При таком положении дел в Дагестане, дидойцы приготовившиеся, при пособии смежных обществ, для нападения на Кахетию в числе тысячи человек, потеряли свою энергию, и хотя в последних числах июля двинулись на плоскость — собственно скорее для того, чтобы не подорвать своей репутации в глазах прочих дагестанцев, но усмотрев принятые полковником князем Бековичем-Черкаским предосторожности, повернули назад и разошлись по домам 16. Белад Бегай изъявил нам покорность — хотя весьма кратковременную, и в залог верности прислал в наше распоряжение своего племянника.
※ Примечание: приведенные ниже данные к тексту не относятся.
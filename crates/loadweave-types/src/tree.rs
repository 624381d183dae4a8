//! Tree representation of a compiled unit.
//!
//! A [`ClassTree`] is created by a codec (or as an empty stub for generation),
//! handed to weaving collaborators as `&mut`, then encoded back. Its qualified
//! name is fixed at construction: there is no setter, and the orchestrator
//! rejects any tree whose name differs from the one it handed out.

use serde::{Deserialize, Serialize};
use std::fmt;

/// Super-type assigned to generated stubs when nothing else is configured.
pub const DEFAULT_SUPER_TYPE: &str = "core.Object";

/// Kind of a unit member.
#[derive(Debug, Clone, Copy, PartialEq, Eq, Hash, Serialize, Deserialize)]
#[serde(rename_all = "snake_case")]
pub enum MemberKind {
    Field,
    Method,
}

impl fmt::Display for MemberKind {
    fn fmt(&self, f: &mut fmt::Formatter<'_>) -> fmt::Result {
        match self {
            MemberKind::Field => f.write_str("field"),
            MemberKind::Method => f.write_str("method"),
        }
    }
}

/// One field or method of a compiled unit.
#[derive(Debug, Clone, PartialEq, Eq, Serialize, Deserialize)]
pub struct Member {
    pub kind: MemberKind,
    pub name: String,
    /// Type or signature descriptor, opaque to the orchestrator.
    pub descriptor: String,
    #[serde(default)]
    pub access: u32,
    /// Opaque body (initializer or code), carried through untouched.
    #[serde(default)]
    pub body: Vec<u8>,
}

impl Member {
    pub fn field(name: impl Into<String>, descriptor: impl Into<String>) -> Self {
        Self {
            kind: MemberKind::Field,
            name: name.into(),
            descriptor: descriptor.into(),
            access: 0,
            body: Vec::new(),
        }
    }

    pub fn method(name: impl Into<String>, descriptor: impl Into<String>) -> Self {
        Self {
            kind: MemberKind::Method,
            name: name.into(),
            descriptor: descriptor.into(),
            access: 0,
            body: Vec::new(),
        }
    }

    pub fn with_access(mut self, access: u32) -> Self {
        self.access = access;
        self
    }

    pub fn with_body(mut self, body: Vec<u8>) -> Self {
        self.body = body;
        self
    }

    /// Whether `other` declares the same member (kind, name and descriptor).
    pub fn same_signature(&self, other: &Member) -> bool {
        self.kind == other.kind && self.name == other.name && self.descriptor == other.descriptor
    }
}

/// Mutable tree of one compiled unit.
#[derive(Debug, Clone, PartialEq, Eq, Serialize, Deserialize)]
pub struct ClassTree {
    name: String,
    /// Binary format version of the unit.
    pub version: u32,
    /// Qualified name of the super-type, if any.
    pub super_name: Option<String>,
    /// Members in declaration order.
    #[serde(default)]
    pub members: Vec<Member>,
}

impl ClassTree {
    /// Create an empty tree with the given identity.
    pub fn new(name: impl Into<String>, version: u32) -> Self {
        Self {
            name: name.into(),
            version,
            super_name: None,
            members: Vec::new(),
        }
    }

    pub fn with_super(mut self, super_name: impl Into<String>) -> Self {
        self.super_name = Some(super_name.into());
        self
    }

    pub fn with_member(mut self, member: Member) -> Self {
        self.members.push(member);
        self
    }

    /// Qualified name of the unit. Immutable for the lifetime of the tree.
    pub fn name(&self) -> &str {
        &self.name
    }

    /// Simple (unqualified) name: the segment after the last `.`.
    pub fn simple_name(&self) -> &str {
        self.name.rsplit('.').next().unwrap_or(&self.name)
    }

    /// Look up a member by kind and name.
    pub fn find_member(&self, kind: MemberKind, name: &str) -> Option<&Member> {
        self.members
            .iter()
            .find(|m| m.kind == kind && m.name == name)
    }

    /// Whether a member with the same signature is already declared.
    pub fn declares(&self, member: &Member) -> bool {
        self.members.iter().any(|m| m.same_signature(member))
    }

    /// Append `member` unless an identical signature exists.
    ///
    /// Returns `true` if the member was added.
    pub fn add_member(&mut self, member: Member) -> bool {
        if self.declares(&member) {
            return false;
        }
        self.members.push(member);
        true
    }

    /// Find the first pair of members sharing a signature, if any.
    pub fn first_duplicate(&self) -> Option<&Member> {
        self.members
            .iter()
            .enumerate()
            .find(|(i, m)| self.members[..*i].iter().any(|prev| prev.same_signature(m)))
            .map(|(_, m)| m)
    }
}

#[cfg(test)]
mod tests {
    use super::*;

    #[test]
    fn test_simple_name() {
        assert_eq!(ClassTree::new("pkg.sub.Foo", 1).simple_name(), "Foo");
        assert_eq!(ClassTree::new("Foo", 1).simple_name(), "Foo");
    }

    #[test]
    fn test_add_member_skips_existing_signature() {
        let mut tree = ClassTree::new("pkg.Foo", 3).with_member(Member::method("run", "()V"));

        assert!(!tree.add_member(Member::method("run", "()V")));
        assert!(tree.add_member(Member::method("run", "(I)V")));
        assert!(tree.add_member(Member::field("run", "()V")));
        assert_eq!(tree.members.len(), 3);
    }

    #[test]
    fn test_first_duplicate() {
        let mut tree = ClassTree::new("pkg.Foo", 3)
            .with_member(Member::field("count", "I"))
            .with_member(Member::method("count", "()I"));
        assert!(tree.first_duplicate().is_none());

        tree.members.push(Member::field("count", "I").with_access(8));
        let dup = tree.first_duplicate().expect("duplicate expected");
        assert_eq!(dup.name, "count");
        assert_eq!(dup.access, 8);
    }

    #[test]
    fn test_json_shape() {
        let tree = ClassTree::new("pkg.Foo", 7)
            .with_super("pkg.Base")
            .with_member(Member::field("x", "I"));
        let json = serde_json::to_value(&tree).unwrap();

        assert_eq!(json["name"], "pkg.Foo");
        assert_eq!(json["members"][0]["kind"], "field");

        let restored: ClassTree = serde_json::from_value(json).unwrap();
        assert_eq!(restored, tree);
    }
}
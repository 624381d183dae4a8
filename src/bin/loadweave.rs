//! loadweave: drive the load-time transformation orchestrator from the shell
//!
//! ## Features
//!
//! - **encode**: Turn a JSON unit tree into unit bytes
//! - **inspect**: Decode a unit and print its shape
//! - **transform**: Weave (or generate) one unit from a manifest
//! - **batch**: Transform a directory of units in parallel
//!
//! ## Example Usage
//!
//! ```bash
//! # Encode a unit
//! loadweave encode service.json -o app.Service.unit
//!
//! # Weave it using a manifest
//! loadweave transform --manifest weave.json --name app.Service \
//!     --input app.Service.unit -o woven/app.Service.unit
//!
//! # Generate a synthetic unit (no input)
//! loadweave transform --manifest weave.json --name 'app.Service$Args' -o args.unit
//!
//! # Transform a whole directory and show reload dependencies
//! loadweave batch --manifest weave.json --dir units/ --out-dir woven/ --json
//! ```

use std::path::PathBuf;

use anyhow::Result;
use clap::{Parser, Subcommand};
use tracing_subscriber::{fmt, prelude::*, EnvFilter};

mod loadweave_cli;

use loadweave_cli::{
    batch::BatchCmd, encode::EncodeCmd, inspect::InspectCmd, transform::TransformCmd,
};

#[derive(Parser)]
#[command(
    name = "loadweave",
    author,
    version,
    about = "Load-time compiled-unit transformation orchestrator",
    long_about = "Encode, inspect, weave and generate compiled units through the loadweave \
                  orchestrator.\n\nLog verbosity follows RUST_LOG (default: info)."
)]
struct Cli {
    #[command(subcommand)]
    command: Commands,

    /// Orchestrator configuration (JSON). LOADWEAVE_* variables override it.
    #[arg(long, global = true)]
    config: Option<PathBuf>,

    /// Output as JSON instead of human-readable format
    #[arg(long, global = true)]
    json: bool,
}

#[derive(Subcommand)]
enum Commands {
    /// Encode a JSON unit tree into unit bytes
    Encode(EncodeCmd),

    /// Decode a unit and print its shape
    Inspect(InspectCmd),

    /// Transform or generate one unit
    Transform(TransformCmd),

    /// Transform every *.unit file in a directory
    Batch(BatchCmd),
}

fn init_tracing() {
    let env_filter = EnvFilter::try_from_default_env().unwrap_or_else(|_| EnvFilter::new("info"));
    tracing_subscriber::registry()
        .with(fmt::layer().with_writer(std::io::stderr))
        .with(env_filter)
        .init();
}

fn main() -> Result<()> {
    init_tracing();

    let Cli {
        command,
        config,
        json,
    } = Cli::parse();

    match command {
        Commands::Encode(cmd) => cmd.execute(json),
        Commands::Inspect(cmd) => cmd.execute(json),
        Commands::Transform(cmd) => {
            let config = loadweave_cli::load_config(config.as_deref())?;
            cmd.execute(config, json)
        }
        Commands::Batch(cmd) => {
            let config = loadweave_cli::load_config(config.as_deref())?;
            cmd.execute(config, json)
        }
    }
}
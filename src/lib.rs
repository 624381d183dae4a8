//! loadweave
//!
//! Command-line front end for the load-time transformation orchestrator:
//!
//! - **Manifest collaborators**: donor/synthetic-unit descriptions that drive
//!   weaving and generation (see [`manifest`])
//! - **Batch runs**: transform a directory of units in parallel and report the
//!   reload dependencies it recorded (see [`batch`])
//!
//! The orchestrator itself lives in [`loadweave_core`]; the unit data model in
//! [`loadweave_types`].

pub mod batch;
pub mod manifest;

pub use batch::{run_batch, BatchReport, UnitReport, UnitStatus};
pub use manifest::{orchestrator, DonorSpec, Manifest, ManifestGenerator, ManifestWeaver, SyntheticSpec};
Что же касается до жителей селения Готокорели, в числе 400 дворов, то они выслали к нам в с. Шильды пять своих представителей с просьбою принять их под покровительство русской власти и дозволить им свободный приход в Кахетию. По отобрании от них присяги на верность, просьба их была уважена. Примеру их вслед затем последовали еще пять шильдо-дидойских селений, в числе 600 дворов 17.

Аджи-Шефи-бек, зная хорошо, что преданность, выраженная нам вольными обществами Дагестана, далеко не искренняя, готовая при первом удобном случае замениться враждою, не торопился прибегать к нам с повинною. В этом поддерживал его и Нох-хан, уверявший, что в самом близком будущем готовится осязательный [75] толчок для парализации чувств, вынужденных нами у дагестанцев. Нох-хан на этот раз оказался правдивым, потому что не прошло двух-трех недель, как в Дагестан явился посланный Абас-Мирзою Умалат, "с двенадцатью тысячами туманов" 18, для найма горских народов в армию принца и вообще для возмущения их 19. Шамхал тарковский окончательно перетрусил от сюрприза, явившегося в лице его отверженного зятя, и между прочим писал генералу Краббе:

«Без сомнения, все дагестанские народы предадутся ему и пристанут к нему, ибо несением и исполнением поручаемых им служб стеснены они и всегда желали приезда Умалата. По прибытии его с деньгами, обнадеживанием и одними уверениями мы уже ничего не сделаем, и никакого успеха быть не может. Остается только нам средство, чтобы десять тысяч войск непобедимых российских поставить в Дагестане, дабы дагестанцы обращали внимание и страшились их, и тогда уже, с одной стороны, показав им войска, а с другой — давая им уверение, можно сим способом удержать их мирно в домах своих. Без сего, клятвою и обнадеживанием никакого успеха в деле получить нельзя».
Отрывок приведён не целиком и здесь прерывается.